======== RECORDS TO PROCESS ========

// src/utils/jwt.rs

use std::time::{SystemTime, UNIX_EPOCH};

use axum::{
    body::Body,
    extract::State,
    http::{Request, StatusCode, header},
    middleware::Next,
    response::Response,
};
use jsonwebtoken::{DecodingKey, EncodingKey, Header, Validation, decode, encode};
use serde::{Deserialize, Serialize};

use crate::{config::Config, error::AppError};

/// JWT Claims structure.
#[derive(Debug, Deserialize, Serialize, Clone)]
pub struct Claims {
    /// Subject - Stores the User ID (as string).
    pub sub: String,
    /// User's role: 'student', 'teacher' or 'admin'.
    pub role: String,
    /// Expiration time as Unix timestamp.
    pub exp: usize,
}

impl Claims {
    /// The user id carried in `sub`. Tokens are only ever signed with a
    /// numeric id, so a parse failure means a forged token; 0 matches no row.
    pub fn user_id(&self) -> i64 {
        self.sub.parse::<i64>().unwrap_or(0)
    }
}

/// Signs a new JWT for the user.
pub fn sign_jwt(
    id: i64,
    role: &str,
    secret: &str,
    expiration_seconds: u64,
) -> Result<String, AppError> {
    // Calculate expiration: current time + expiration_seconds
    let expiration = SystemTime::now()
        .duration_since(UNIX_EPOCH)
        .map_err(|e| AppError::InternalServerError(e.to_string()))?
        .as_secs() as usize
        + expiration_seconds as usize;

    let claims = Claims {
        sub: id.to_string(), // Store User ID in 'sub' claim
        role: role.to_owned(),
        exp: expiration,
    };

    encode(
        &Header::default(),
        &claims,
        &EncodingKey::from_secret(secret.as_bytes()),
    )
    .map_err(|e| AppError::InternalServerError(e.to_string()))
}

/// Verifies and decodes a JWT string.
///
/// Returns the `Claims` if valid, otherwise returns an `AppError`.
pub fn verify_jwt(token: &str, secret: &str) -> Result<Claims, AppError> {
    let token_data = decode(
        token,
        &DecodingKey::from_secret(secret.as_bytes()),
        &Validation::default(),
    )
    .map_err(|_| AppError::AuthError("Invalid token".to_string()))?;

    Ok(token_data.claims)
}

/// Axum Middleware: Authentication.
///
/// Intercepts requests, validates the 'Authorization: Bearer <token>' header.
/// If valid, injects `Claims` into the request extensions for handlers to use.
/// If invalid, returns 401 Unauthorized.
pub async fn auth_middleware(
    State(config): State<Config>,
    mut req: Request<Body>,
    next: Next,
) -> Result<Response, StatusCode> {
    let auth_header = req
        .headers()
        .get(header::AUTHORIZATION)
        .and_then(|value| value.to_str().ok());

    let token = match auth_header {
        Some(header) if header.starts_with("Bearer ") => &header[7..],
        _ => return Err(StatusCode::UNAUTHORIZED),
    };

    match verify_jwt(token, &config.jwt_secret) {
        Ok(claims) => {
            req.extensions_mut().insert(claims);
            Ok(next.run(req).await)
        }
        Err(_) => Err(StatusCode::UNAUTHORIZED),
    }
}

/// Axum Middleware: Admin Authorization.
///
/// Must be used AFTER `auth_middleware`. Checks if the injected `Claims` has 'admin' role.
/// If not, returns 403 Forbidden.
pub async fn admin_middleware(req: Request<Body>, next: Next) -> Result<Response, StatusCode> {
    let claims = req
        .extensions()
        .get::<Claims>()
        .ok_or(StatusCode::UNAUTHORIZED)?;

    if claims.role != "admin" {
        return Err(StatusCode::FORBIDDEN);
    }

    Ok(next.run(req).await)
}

========

WHAT TO WORK ON: Scan the entries for the word "State". Report each line that has it.

YOUR RESPONSE:
    extract::State,
    State(config): State<Config>,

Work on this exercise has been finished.